The next major issue with the film is the characters. I can’t think of many other series which feature so many genuinely infuriating characters. Foremost amongst these is Shia LaBeouf’s deservingly derided Sam Witwicky. I don’t have a huge problem with Shia as an movie star, but the Transformer movies have done him no favours. To make matters worse, Dark of the Moon is by far the worst performance I have seen of his. During the first half of the movie, Sam freaks out constantly and at damn-near everybody, coming across as nothing more than a whiny, entitled bitch. Thankfully, when the shit hits the fan, he finally nuts up and shuts up, but even then he isn’t exactly an endearing character – he’s just finally bearable. Furthermore, the authority figures are totally justified in saying that Sam is just a messenger (which is what made him all whiny in the first place): he isn’t qualified to risk his life with the Autobots at all, and the fact that he isn’t dead yet comes down to little more than sheer luck.
Next on the firing-line: the much-maligned Rosie Huntington-Whiteley. You can tell how deeply a woman is going to be developed when the very first shot of them in the movie is focused squarely on their ass. She is written in as nothing more than sex appeal to horny teenagers, and doesn’t do anything but conform to this. Considering this, RHW wasn’t nearly as bad in the film as I had heard (she, like basically everyone else, was merely serviceable), but I was not convinced that she would ever fall for Sam Witwicky. (By the way, if you don’t see the mindless pandering of women to horny men as a problem [or even as a positive], then fine by me – but this is my opinions on the matter, so write your own damn review if that’s offends you.)
As for the other characters, they’re mostly just an annoyance more than anything else, or are just plain useless. Brains and Wheelie are literally useless and unfunny “comic relief” characters, Sam’s parents don’t do anything of value (and are as irritating as ever), Simmons is pointless and the new additions are either wasted or nothing of note. For example, John Malkovich’s character is utterly pointless and wasted, disappearing without having caused any sort of important impact on the plot. As for the Transformers themselves, they’re about the same as ever (although the stereotypically “Spanish” one made me cringe every time he spoke… which, thankfully, was less than you’d think), including excessive pop-culture references and terrible attempts at humour.
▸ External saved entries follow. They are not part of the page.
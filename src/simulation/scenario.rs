//! Build fully-initialized simulation scenarios from configuration
//!
//! Takes a `ScenarioConfig` (YAML-facing) and produces the runtime bundle
//! used by the driver:
//! - a ready `PhysicsSolver` (parameters, engine settings, gravity)
//! - the `Spawner` that feeds particles in
//! - the run settings (frame count, fixed frame rate)

use crate::configuration::config::{RunConfig, ScenarioConfig, SpawnerConfig};
use crate::error::SimError;
use crate::simulation::engine::Engine;
use crate::simulation::params::SolverParams;
use crate::simulation::solver::PhysicsSolver;
use crate::simulation::states::{Color, NVec2, Particle};

/// Adds a vertical column of moving particles each frame until a cap is hit.
#[derive(Debug, Clone)]
pub struct Spawner {
    pub origin: NVec2, // first particle of a column
    pub spacing: f32, // vertical distance within a column
    pub per_frame: usize,
    pub max_particles: usize,
    pub velocity: NVec2, // displacement per sub-step
    pub color: Color,
}

impl Spawner {
    /// Add one column to `solver` if it is below the cap. Returns how many
    /// particles were added.
    pub fn spawn(&self, solver: &mut PhysicsSolver) -> usize {
        let room = self.max_particles.saturating_sub(solver.len());
        let count = self.per_frame.min(room);
        for i in 0..count {
            let position = self.origin + NVec2::new(0.0, self.spacing * i as f32);
            let mut particle = Particle::new(position).with_color(self.color);
            particle.set_velocity(self.velocity);
            solver.add_particle(particle);
        }
        count
    }

    pub fn is_done(&self, solver: &PhysicsSolver) -> bool {
        solver.len() >= self.max_particles
    }
}

impl From<&SpawnerConfig> for Spawner {
    fn from(cfg: &SpawnerConfig) -> Self {
        Self {
            origin: NVec2::new(cfg.origin[0], cfg.origin[1]),
            spacing: cfg.spacing,
            per_frame: cfg.per_frame,
            max_particles: cfg.max_particles,
            velocity: NVec2::new(cfg.velocity[0], cfg.velocity[1]),
            color: Color::from(cfg.color),
        }
    }
}

/// Runtime bundle built from a [`ScenarioConfig`]
pub struct Scenario {
    pub solver: PhysicsSolver,
    pub spawner: Spawner,
    pub run: RunConfig,
}

impl Scenario {
    pub fn build_scenario(cfg: ScenarioConfig) -> Result<Self, SimError> {
        if cfg.run.fps == 0 {
            return Err(SimError::ZeroFrameRate);
        }

        // Parameters (runtime) from the world / solver / quadtree sections
        let parameters = SolverParams {
            world_size: NVec2::new(cfg.world.width, cfg.world.height),
            gravity: NVec2::new(cfg.solver.gravity[0], cfg.solver.gravity[1]),
            sub_steps: cfg.solver.sub_steps,
            margin: cfg.solver.margin,
            max_objects: cfg.quadtree.max_objects,
            max_depth: cfg.quadtree.max_depth,
        };

        // Engine (runtime) from EngineConfig
        let engine = Engine {
            threads: cfg.engine.threads,
            partition: cfg.engine.partition,
            index: cfg.engine.index,
        };

        let solver = PhysicsSolver::new(parameters, engine)?;
        let spawner = Spawner::from(&cfg.spawner);

        Ok(Self {
            solver,
            spawner,
            run: cfg.run,
        })
    }

    /// Fixed frame time.
    pub fn frame_dt(&self) -> f32 {
        1.0 / self.run.fps as f32
    }
}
In all, the movie is just way too overindulgent (in more ways than one) and was in serious need of some finer editing. For starters, the movie was way too damn long, and would have fared much better if somebody had cut out the terrible attempts at humour, useless characters and pointless side-plots. Secondly, the movie itself promotes a sense of materialistic excess, reveling in ridiculously expensive cars, houses, etc. Finally, it sometimes just shifts tones in an ill-advised manner. For example, the piano ballad at the beginning of the invasion was very tonally “off”, and doesn’t really jive with the expressly mindless (and distinctly not serious) tone of the film itself. In addition, for a film marketed towards kids, the violence is pretty shocking: robots get torn apart, decapitated and evicerate (by the “good guys” no less), and that’s in addition to mass numbers of people being vapourized and killed on-screen (and having their skulls go flying out at one point) and the numerous counts of collateral damage (including some caused by the Autobots themselves). As an adult, I’m cool with this in my sorts of movies, but in a kid-oriented movie I don’t think I’d want to expose them to this sort of thing until they were closer to the PG-13 age bracket.
Bottom-line: Unless you’re already a fan, there is literally no reason to recommend Transformers: Dark of the Moon, other than the special effects and the last 40 minutes of non-stop action. Thank God Battleship crashed and burned, so we shouldn’t see as many summer blockbusters like this in the future.
Post-Script: I swear, I’m not just looking for movies to ravage on this blog, but it has just sort of been the trend. I’ll review Dredd next, then you’ll get to hear me gush.